An engaging memoir.
Alex Ross, The New Yorker
Tian's adventures are driven by pluck, yuan (fate) and romance, and spun with a raconteur's skill, the narrative's chronological rush spiked with apt foreshadowing, flashbacks and endearing humor.... Most remarkable...is the way that Tian's concern for family and country, along with the details of his life in music, create a metaphor for an emerging self-awareness.
I was so completely taken with Hao Jiang Tian's memoir that I carried it halfway around world to finish reading it. Tian let me into his world, one filled with astonishing events and candid details. He has a natural storytelling voice in finding the strange and humorous ironies that link past and present. ALONG THE ROARING RIVER is as riveting as a well- told novel.
I was deeply moved by Tian's story, how he struggled to survive in the maelstrom of Mao's China and then how he toiled to succeed as an artist in America. Along the Roaring River is a rich, wonderful story that is exciting, passionate, and informative. As an abandoned kid forced to work in a factory during the Cultural Revolution, Tian had dreams of a better life. It is no surprise that music—like it did for me—took him to a higher place, and it was thrilling to read how music fueled this young man's wild imagination and provided a passion for living. His tales of survival as an artist in the U.S. and ultimately the world helped me to appreciate the challenges that Asians face as they take on the highest of Western art forms.

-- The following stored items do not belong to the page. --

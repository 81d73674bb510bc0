//! Error types for rig and scene helpers

/// Errors raised by the rig, scene and mesh helpers
#[derive(Debug, Clone, PartialEq, Eq, thiserror::Error)]
pub enum RigError {
    /// `set_parent` was called without a parent object
    #[error("cannot parent to a missing object")]
    MissingParent,

    /// Parenting would make an object its own ancestor
    #[error("parenting '{child}' to '{parent}' would create a parent loop")]
    ParentLoop { child: String, parent: String },

    /// Layer index outside the 32-bit field
    #[error("layer index {0} is out of range (must be 0-31)")]
    LayerOutOfRange(u32),

    /// Bone name not present in the armature
    #[error("bone '{0}' not found")]
    UnknownBone(String),

    /// Two bones with the same name in one armature
    #[error("bone '{0}' is defined more than once")]
    DuplicateBone(String),

    /// Object has no mesh data to copy
    #[error("object '{0}' has no mesh data")]
    NotAMesh(String),

    /// Object id does not belong to the scene
    #[error("object id {0} is not part of this scene")]
    UnknownObject(usize),
}
//! Export selection
//!
//! Applies the `[export]` settings: which objects are written and in what
//! order, which bones go out, and how meshes are prepared.

use crate::armature::{Armature, BoneId};
use crate::config::ExportSettings;
use crate::error::RigError;
use crate::mesh::{Mesh, mesh_copy};
use crate::scene::{ObjectId, Scene};

/// Objects to export
///
/// With `selected_only` only selected objects are kept. With `sort_by_name`
/// the set is ordered by object name, otherwise scene order is kept.
pub fn export_set(scene: &Scene, settings: &ExportSettings) -> Vec<ObjectId> {
    let mut set: Vec<ObjectId> = scene
        .objects()
        .filter(|(_, object)| !settings.selected_only || object.selected)
        .map(|(id, _)| id)
        .collect();

    if settings.sort_by_name {
        scene.sort_export_set_by_name(&mut set);
    }

    tracing::debug!("Export set: {} of {} objects", set.len(), scene.len());
    set
}

/// Mesh of an exported object, prepared per the export settings
pub fn export_mesh(
    scene: &Scene,
    id: ObjectId,
    settings: &ExportSettings,
) -> Result<Mesh, RigError> {
    mesh_copy(
        scene.get(id)?,
        settings.mesh_type,
        settings.apply_modifiers,
        settings.triangulate,
    )
}

/// Bones to write, in armature order
pub fn export_bones(armature: &Armature, settings: &ExportSettings) -> Vec<BoneId> {
    armature
        .bones()
        .filter(|(_, bone)| !settings.deform_bones_only || bone.is_deform())
        .map(|(id, _)| id)
        .collect()
}

/// Bones that start a hierarchy in the exported skeleton
pub fn export_roots(armature: &Armature, settings: &ExportSettings) -> Vec<BoneId> {
    armature.roots(settings.deform_bones_only)
}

This book reads like a suspense novel.
Allan Miller, film maker, From Mao to Mozart, Isaac Stern in China; Itzhak Perlman in Shanghai; The Turandot Project
Tian's gripping and moving memoir spans many different worlds, discovering in each the common humanity which binds them together. This is a book which makes us want to sing!
David Henry Hwang, playwright, Tony Award winner, M. Butterfly
I have sung eight operas with Tian since his Met debut, and now I understand how the passion and strength in that beautiful voice were created in desperate and dangerous times. Tian has had a life worthy of an opera!

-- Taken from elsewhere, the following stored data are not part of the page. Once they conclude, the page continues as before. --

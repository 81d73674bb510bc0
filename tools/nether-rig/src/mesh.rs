//! Mesh helpers for export
//!
//! Copies an object's mesh for writing, optionally evaluating its modifier
//! stack and triangulating it.

use glam::Vec3;
use serde::{Deserialize, Serialize};

use crate::error::RigError;
use crate::scene::{ModifierKind, Object, ObjectData};

/// Which modifier visibility is evaluated for an exported mesh
#[derive(Debug, Clone, Copy, PartialEq, Eq, Serialize, Deserialize, Default)]
#[serde(rename_all = "lowercase")]
pub enum MeshType {
    /// Modifiers enabled in the viewport
    #[default]
    View,
    /// Modifiers enabled for rendering
    Render,
}

/// A named UV layer
#[derive(Debug, Clone, PartialEq, Default)]
pub struct UvLayer {
    pub name: String,
    pub uvs: Vec<[f32; 2]>,
}

/// Polygon mesh
#[derive(Debug, Clone, PartialEq, Default)]
pub struct Mesh {
    pub name: String,
    pub positions: Vec<Vec3>,
    /// Vertex indices per polygon, counter-clockwise
    pub polygons: Vec<Vec<u32>>,
    pub uv_layers: Vec<UvLayer>,
    pub active_uv_layer: Option<usize>,
    pub smooth: bool,
}

impl Mesh {
    pub fn new(name: impl Into<String>) -> Self {
        Self {
            name: name.into(),
            ..Default::default()
        }
    }

    pub fn triangle_count(&self) -> usize {
        self.polygons
            .iter()
            .map(|p| p.len().saturating_sub(2))
            .sum()
    }

    pub fn is_triangulated(&self) -> bool {
        self.polygons.iter().all(|p| p.len() == 3)
    }
}

/// Index of the active UV layer, if the mesh has one
pub fn active_uv_layer(mesh: &Mesh) -> Option<usize> {
    mesh.active_uv_layer.filter(|&i| i < mesh.uv_layers.len())
}

/// Source array of an interchange file, stored as single or double precision
#[derive(Debug, Clone, PartialEq)]
pub enum FloatSource {
    Float(Vec<f32>),
    Double(Vec<f64>),
}

impl FloatSource {
    pub fn len(&self) -> usize {
        match self {
            FloatSource::Float(v) => v.len(),
            FloatSource::Double(v) => v.len(),
        }
    }

    pub fn is_empty(&self) -> bool {
        self.len() == 0
    }

    /// Value at `index` as `f32`, or 0.0 past the end
    pub fn value(&self, index: usize) -> f32 {
        match self {
            FloatSource::Float(v) => v.get(index).copied().unwrap_or(0.0),
            FloatSource::Double(v) => v.get(index).map(|&d| d as f32).unwrap_or(0.0),
        }
    }
}

/// Polygon normal scaled by twice its area (sum of edge cross products)
fn polygon_normal(points: &[Vec3]) -> Vec3 {
    points
        .iter()
        .zip(points.iter().cycle().skip(1))
        .fold(Vec3::ZERO, |normal, (a, b)| normal + a.cross(*b))
}

/// Turn at `b` going a -> b -> c, positive when counter-clockwise around `normal`
fn turn(a: Vec3, b: Vec3, c: Vec3, normal: Vec3) -> f32 {
    (b - a).cross(c - b).dot(normal)
}

fn in_triangle(p: Vec3, a: Vec3, b: Vec3, c: Vec3, normal: Vec3) -> bool {
    (b - a).cross(p - a).dot(normal) >= 0.0
        && (c - b).cross(p - b).dot(normal) >= 0.0
        && (a - c).cross(p - c).dot(normal) >= 0.0
}

/// Cut a quad along its shorter diagonal, unless that diagonal leaves the quad
fn split_quad(quad: [u32; 4], points: [Vec3; 4], triangles: &mut Vec<Vec<u32>>) {
    let [a, b, c, d] = quad;
    let [pa, pb, pc, pd] = points;
    let normal = polygon_normal(&points);

    let ac_valid = turn(pa, pb, pc, normal) > 0.0 && turn(pc, pd, pa, normal) > 0.0;
    let bd_valid = turn(pd, pa, pb, normal) > 0.0 && turn(pb, pc, pd, normal) > 0.0;
    let ac_shorter = pa.distance_squared(pc) <= pb.distance_squared(pd);

    if (ac_shorter && ac_valid) || !bd_valid {
        triangles.push(vec![a, b, c]);
        triangles.push(vec![a, c, d]);
    } else {
        triangles.push(vec![a, b, d]);
        triangles.push(vec![b, c, d]);
    }
}

/// Previous, current and next entry of a closed index ring
fn corner(ring: &[usize], i: usize) -> (usize, usize, usize) {
    let n = ring.len();
    (ring[(i + n - 1) % n], ring[i], ring[(i + 1) % n])
}

/// Ear clipping in the polygon's plane
///
/// Falls back to a fan from the first remaining vertex when the polygon has
/// no area or no ear can be found (self-intersecting input).
fn clip_ears(polygon: &[u32], points: &[Vec3], triangles: &mut Vec<Vec<u32>>) {
    let normal = polygon_normal(points);
    let mut remaining: Vec<usize> = (0..polygon.len()).collect();

    if normal.length_squared() > f32::EPSILON {
        while remaining.len() > 3 {
            let ear = (0..remaining.len()).find(|&i| {
                let (prev, cur, next) = corner(&remaining, i);
                let (a, b, c) = (points[prev], points[cur], points[next]);
                turn(a, b, c, normal) > 0.0
                    && remaining
                        .iter()
                        .filter(|&&other| other != prev && other != cur && other != next)
                        .all(|&other| !in_triangle(points[other], a, b, c, normal))
            });
            let Some(i) = ear else {
                break;
            };

            let (prev, cur, next) = corner(&remaining, i);
            triangles.push(vec![polygon[prev], polygon[cur], polygon[next]]);
            remaining.remove(i);
        }
    }

    if let [first, rest @ ..] = remaining.as_slice() {
        for pair in rest.windows(2) {
            triangles.push(vec![polygon[*first], polygon[pair[0]], polygon[pair[1]]]);
        }
    }
}

/// Split every polygon into triangles
///
/// Quads are cut along their shorter diagonal (the other one when the quad is
/// concave and the shorter diagonal lies outside it). Larger polygons are
/// ear clipped, so concave outlines stay covered with correctly wound
/// triangles. Polygons with fewer than three vertices are dropped.
pub fn triangulate(mesh: &mut Mesh) {
    let positions = &mesh.positions;
    let position = |i: u32| positions.get(i as usize).copied().unwrap_or(Vec3::ZERO);

    let mut triangles = Vec::with_capacity(mesh.triangle_count());
    for polygon in &mesh.polygons {
        match polygon.as_slice() {
            [a, b, c] => triangles.push(vec![*a, *b, *c]),
            &[a, b, c, d] => split_quad(
                [a, b, c, d],
                [position(a), position(b), position(c), position(d)],
                &mut triangles,
            ),
            ngon if ngon.len() > 4 => {
                let points: Vec<Vec3> = ngon.iter().map(|&i| position(i)).collect();
                clip_ears(ngon, &points, &mut triangles);
            }
            _ => {}
        }
    }

    tracing::debug!(
        "Triangulated mesh '{}': {} polygons -> {} triangles",
        mesh.name,
        mesh.polygons.len(),
        triangles.len()
    );
    mesh.polygons = triangles;
}

/// Copy an object's mesh for export
///
/// With `apply_modifiers` the modifiers enabled for `mesh_type` are evaluated
/// in stack order. Only modifiers that change topology without needing a pose
/// are evaluated here; armature modifiers are left to the skinning export.
pub fn mesh_copy(
    object: &Object,
    mesh_type: MeshType,
    apply_modifiers: bool,
    triangulate_mesh: bool,
) -> Result<Mesh, RigError> {
    let ObjectData::Mesh(source) = &object.data else {
        return Err(RigError::NotAMesh(object.name.clone()));
    };

    let mut mesh = source.clone();

    if apply_modifiers {
        for modifier in object
            .modifiers
            .iter()
            .filter(|m| m.is_enabled(mesh_type))
        {
            match modifier.kind {
                ModifierKind::Triangulate => triangulate(&mut mesh),
                ModifierKind::Armature { .. } => {}
            }
        }
    }

    if triangulate_mesh && !mesh.is_triangulated() {
        triangulate(&mut mesh);
    }

    Ok(mesh)
}

#[cfg(test)]
mod tests {
    use super::*;
    use crate::scene::{Modifier, ObjectKind, Scene};

    fn quad(positions: [Vec3; 4]) -> Mesh {
        Mesh {
            name: "Quad".to_string(),
            positions: positions.to_vec(),
            polygons: vec![vec![0, 1, 2, 3]],
            ..Default::default()
        }
    }

    #[test]
    fn test_quad_splits_along_shorter_diagonal() {
        // 0-2 is the short diagonal
        let mut mesh = quad([
            Vec3::new(0.0, 0.0, 0.0),
            Vec3::new(2.0, -1.0, 0.0),
            Vec3::new(1.0, 1.0, 0.0),
            Vec3::new(-1.0, 2.0, 0.0),
        ]);
        triangulate(&mut mesh);
        assert_eq!(mesh.polygons, vec![vec![0, 1, 2], vec![0, 2, 3]]);

        // 1-3 is the short diagonal
        let mut mesh = quad([
            Vec3::new(0.0, 0.0, 0.0),
            Vec3::new(1.0, 0.0, 0.0),
            Vec3::new(4.0, 4.0, 0.0),
            Vec3::new(0.0, 1.0, 0.0),
        ]);
        triangulate(&mut mesh);
        assert_eq!(mesh.polygons, vec![vec![0, 1, 3], vec![1, 2, 3]]);
    }

    #[test]
    fn test_concave_quad_uses_inner_diagonal() {
        // Dart with its reflex corner at 1; 0-2 is shorter but runs outside
        let mut mesh = quad([
            Vec3::new(-1.0, 0.0, 0.0),
            Vec3::new(0.0, 0.5, 0.0),
            Vec3::new(1.0, 0.0, 0.0),
            Vec3::new(0.0, 5.0, 0.0),
        ]);
        triangulate(&mut mesh);
        assert_eq!(mesh.polygons, vec![vec![0, 1, 3], vec![1, 2, 3]]);
    }

    #[test]
    fn test_concave_hexagon_is_ear_clipped() {
        // L shape, counter-clockwise, starting next to the reflex corner at 1
        let mut mesh = Mesh {
            positions: vec![
                Vec3::new(2.0, 1.0, 0.0),
                Vec3::new(1.0, 1.0, 0.0),
                Vec3::new(1.0, 2.0, 0.0),
                Vec3::new(0.0, 2.0, 0.0),
                Vec3::new(0.0, 0.0, 0.0),
                Vec3::new(2.0, 0.0, 0.0),
            ],
            polygons: vec![vec![0, 1, 2, 3, 4, 5]],
            ..Default::default()
        };
        triangulate(&mut mesh);
        assert_eq!(mesh.polygons.len(), 4);

        let areas: Vec<f32> = mesh
            .polygons
            .iter()
            .map(|t| {
                let [a, b, c] = [0, 1, 2].map(|k| mesh.positions[t[k] as usize]);
                (b - a).cross(c - a).z * 0.5
            })
            .collect();
        assert!(areas.iter().all(|&area| area > 0.0), "flipped: {:?}", areas);
        assert!((areas.iter().sum::<f32>() - 3.0).abs() < 1e-5);

        // Every vertex is still used
        let mut used: Vec<u32> = mesh.polygons.concat();
        used.sort_unstable();
        used.dedup();
        assert_eq!(used, vec![0, 1, 2, 3, 4, 5]);
    }

    #[test]
    fn test_flat_ngons_are_fanned_and_degenerates_dropped() {
        let mut mesh = Mesh {
            positions: vec![Vec3::ZERO; 5],
            polygons: vec![vec![0, 1, 2, 3, 4], vec![0, 1], vec![2, 3, 4]],
            ..Default::default()
        };
        assert_eq!(mesh.triangle_count(), 4);
        triangulate(&mut mesh);
        assert_eq!(
            mesh.polygons,
            vec![vec![0, 1, 2], vec![0, 2, 3], vec![0, 3, 4], vec![2, 3, 4]]
        );
        assert!(mesh.is_triangulated());
    }

    #[test]
    fn test_float_source_values() {
        let floats = FloatSource::Float(vec![1.0, 2.5]);
        assert_eq!(floats.value(1), 2.5);
        assert_eq!(floats.value(2), 0.0);

        let doubles = FloatSource::Double(vec![0.25]);
        assert_eq!(doubles.value(0), 0.25);
        assert_eq!(doubles.value(9), 0.0);
        assert_eq!(doubles.len(), 1);
        assert!(FloatSource::Float(Vec::new()).is_empty());
    }

    #[test]
    fn test_active_uv_layer() {
        let mut mesh = Mesh::new("Uv");
        assert_eq!(active_uv_layer(&mesh), None);
        mesh.uv_layers.push(UvLayer::default());
        mesh.uv_layers.push(UvLayer::default());
        mesh.active_uv_layer = Some(1);
        assert_eq!(active_uv_layer(&mesh), Some(1));
        mesh.active_uv_layer = Some(5);
        assert_eq!(active_uv_layer(&mesh), None);
    }

    #[test]
    fn test_mesh_copy_respects_modifier_visibility() {
        let mut scene = Scene::new();
        let id = scene.add_object(ObjectKind::Mesh, "Plane");
        let object = scene.object_mut(id);
        if let ObjectData::Mesh(mesh) = &mut object.data {
            mesh.positions = vec![Vec3::ZERO, Vec3::X, Vec3::X + Vec3::Y, Vec3::Y];
            mesh.polygons = vec![vec![0, 1, 2, 3]];
            mesh.smooth = true;
        }
        object.modifiers.push(Modifier {
            kind: ModifierKind::Triangulate,
            show_viewport: false,
            show_render: true,
        });
        let object = scene.object(id);

        let view = mesh_copy(object, MeshType::View, true, false).unwrap();
        assert_eq!(view.polygons.len(), 1);
        assert!(view.smooth);

        let render = mesh_copy(object, MeshType::Render, true, false).unwrap();
        assert_eq!(render.polygons.len(), 2);

        let raw = mesh_copy(object, MeshType::Render, false, false).unwrap();
        assert_eq!(raw.polygons.len(), 1);

        let forced = mesh_copy(object, MeshType::View, false, true).unwrap();
        assert!(forced.is_triangulated());

        // The source mesh is untouched
        let ObjectData::Mesh(source) = &scene.object(id).data else {
            panic!("expected mesh data");
        };
        assert_eq!(source.polygons.len(), 1);
    }

    #[test]
    fn test_mesh_copy_requires_mesh_data() {
        let mut scene = Scene::new();
        let id = scene.add_object(ObjectKind::Empty, "Empty");
        assert_eq!(
            mesh_copy(scene.object(id), MeshType::View, false, true),
            Err(RigError::NotAMesh("Empty".to_string()))
        );
    }
}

[N]othing can match the operatic Hao Jiang Tian backstory for sheer excitement; these memoirs ...provide a riveting read.
Tian's autobiography reveals a born storyteller.... [T]his is a thoroughly engrossing book, and, indeed, a unique one. Not to be missed.
...[A]n altogether delicious book.
...[So] riveting and filled with fascinating detail that it reads like a page-turning novel... Highly recommended.
"FROM MAO TO THE MET" AIRED ON PBS IN 2009-2010.
"Little in Tian's childhood suggested he would become the most celebrated Chinese-born opera singer on the international stage. His early exposure to music was largely limited to the drab propaganda blaring over public-address systems, such as the Cultural Revolution's omnipresent anthem, 'The East is Red.' As art solely served the Revolution's goals, anything else, particularly Western music, was condemned as "spiritually polluted." While he was supporting himself as a worker in the Beijing Boiler Factory, Tian joined the Factory's Thought Propaganda Team, cranking out ditties such as "Our Lives are Full of Sunshine" and often ditching work to carouse with his equally rowdy friends. He realized he was on a dead-end path but also recognized that traditional avenues of escape from the factory — such as the military or the university — were politically closed to him. After a stranger observed that the loud-mouthed young man had promise as an opera singer, Tian threw himself into voice lessons, ultimately landing a soloist slot at the prestigious Central Philharmonic Society. But his "hooliganism" also flourished: Tian was almost banished from the program for wiggling his hips, Elvis-style, while singing 'Jambalaya' ('son of a gun, we'll have big fun on the bayou') before the horrified citizens of Harbin," begins Todd B. Sollis in his glowing review of Along the Roaring River in Opera News.
The book chronicles Tian's truly wild, and truly inspiring ride from Mao to the Met--his transformation--beginning with a fateful encounter with Luciano Pavarotti, and encountering bias against Chinese singers along the way--from child of the Cultural Revolution to man of the world.